The entries that follow include a run beginning at the line with "Point to provide" and ending at the line with "pub fn new(coords: [f64;"; restate that run word for word and leave the rest out.

DATA TO USE Block Start

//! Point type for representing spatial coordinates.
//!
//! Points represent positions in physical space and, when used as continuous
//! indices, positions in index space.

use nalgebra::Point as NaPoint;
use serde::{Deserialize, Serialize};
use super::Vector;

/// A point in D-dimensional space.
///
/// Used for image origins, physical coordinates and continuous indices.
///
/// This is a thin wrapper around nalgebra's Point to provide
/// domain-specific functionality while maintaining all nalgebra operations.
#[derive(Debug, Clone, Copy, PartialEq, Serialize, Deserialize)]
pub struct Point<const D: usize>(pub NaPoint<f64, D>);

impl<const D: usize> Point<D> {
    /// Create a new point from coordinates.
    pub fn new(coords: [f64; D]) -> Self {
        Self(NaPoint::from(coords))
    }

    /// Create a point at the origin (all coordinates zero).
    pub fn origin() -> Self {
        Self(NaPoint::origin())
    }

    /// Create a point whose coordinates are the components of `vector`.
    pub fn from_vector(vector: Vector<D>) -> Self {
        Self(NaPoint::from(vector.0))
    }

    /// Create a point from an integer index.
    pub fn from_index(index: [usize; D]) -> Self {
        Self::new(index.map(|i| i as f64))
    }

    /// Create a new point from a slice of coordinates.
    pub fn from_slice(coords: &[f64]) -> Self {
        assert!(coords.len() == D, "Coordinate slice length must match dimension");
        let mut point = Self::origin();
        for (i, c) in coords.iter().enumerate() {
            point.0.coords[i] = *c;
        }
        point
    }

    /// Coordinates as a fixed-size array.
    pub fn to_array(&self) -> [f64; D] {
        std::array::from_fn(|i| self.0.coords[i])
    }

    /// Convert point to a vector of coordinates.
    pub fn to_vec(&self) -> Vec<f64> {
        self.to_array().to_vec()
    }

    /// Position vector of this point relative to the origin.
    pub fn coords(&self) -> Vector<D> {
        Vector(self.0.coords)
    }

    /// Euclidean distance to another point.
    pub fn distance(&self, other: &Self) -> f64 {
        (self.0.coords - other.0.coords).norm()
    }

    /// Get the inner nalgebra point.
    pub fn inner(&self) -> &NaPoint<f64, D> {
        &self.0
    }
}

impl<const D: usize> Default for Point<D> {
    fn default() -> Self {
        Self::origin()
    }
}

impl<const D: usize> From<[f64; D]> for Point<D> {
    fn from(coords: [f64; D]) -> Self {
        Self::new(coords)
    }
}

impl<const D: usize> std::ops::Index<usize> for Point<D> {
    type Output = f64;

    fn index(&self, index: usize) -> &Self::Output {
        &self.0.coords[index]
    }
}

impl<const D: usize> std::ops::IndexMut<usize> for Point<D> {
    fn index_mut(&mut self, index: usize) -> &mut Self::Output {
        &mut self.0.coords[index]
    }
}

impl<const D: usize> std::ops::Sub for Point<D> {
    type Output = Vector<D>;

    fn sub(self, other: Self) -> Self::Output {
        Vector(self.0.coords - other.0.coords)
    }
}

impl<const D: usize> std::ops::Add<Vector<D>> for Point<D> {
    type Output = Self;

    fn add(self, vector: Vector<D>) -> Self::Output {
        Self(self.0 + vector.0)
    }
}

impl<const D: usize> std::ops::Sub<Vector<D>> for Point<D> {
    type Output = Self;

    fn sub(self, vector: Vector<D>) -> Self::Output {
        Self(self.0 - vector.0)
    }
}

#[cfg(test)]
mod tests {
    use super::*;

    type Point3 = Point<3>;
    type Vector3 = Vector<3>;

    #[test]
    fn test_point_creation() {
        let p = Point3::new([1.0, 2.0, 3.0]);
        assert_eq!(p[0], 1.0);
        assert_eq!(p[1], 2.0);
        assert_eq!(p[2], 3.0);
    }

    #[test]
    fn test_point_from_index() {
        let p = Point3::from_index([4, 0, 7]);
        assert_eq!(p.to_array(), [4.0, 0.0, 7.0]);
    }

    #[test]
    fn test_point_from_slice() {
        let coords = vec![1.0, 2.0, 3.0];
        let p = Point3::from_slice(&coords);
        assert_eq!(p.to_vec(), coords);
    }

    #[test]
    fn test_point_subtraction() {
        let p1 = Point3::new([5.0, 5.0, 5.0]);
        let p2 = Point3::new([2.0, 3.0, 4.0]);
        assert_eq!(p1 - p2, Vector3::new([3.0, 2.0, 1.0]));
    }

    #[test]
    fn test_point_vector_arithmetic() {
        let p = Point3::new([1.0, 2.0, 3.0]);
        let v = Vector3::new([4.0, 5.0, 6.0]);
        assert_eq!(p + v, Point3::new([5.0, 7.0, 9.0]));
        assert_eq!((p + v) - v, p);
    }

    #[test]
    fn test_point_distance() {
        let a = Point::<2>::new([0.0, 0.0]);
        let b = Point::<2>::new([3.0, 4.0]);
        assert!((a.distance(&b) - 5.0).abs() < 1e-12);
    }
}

DATA TO USE Block End

## COMPLETED TASK
/// This is a thin wrapper around nalgebra's Point to provide
/// domain-specific functionality while maintaining all nalgebra operations.
#[derive(Debug, Clone, Copy, PartialEq, Serialize, Deserialize)]
pub struct Point<const D: usize>(pub NaPoint<f64, D>);

impl<const D: usize> Point<D> {
    /// Create a new point from coordinates.
    pub fn new(coords: [f64; D]) -> Self {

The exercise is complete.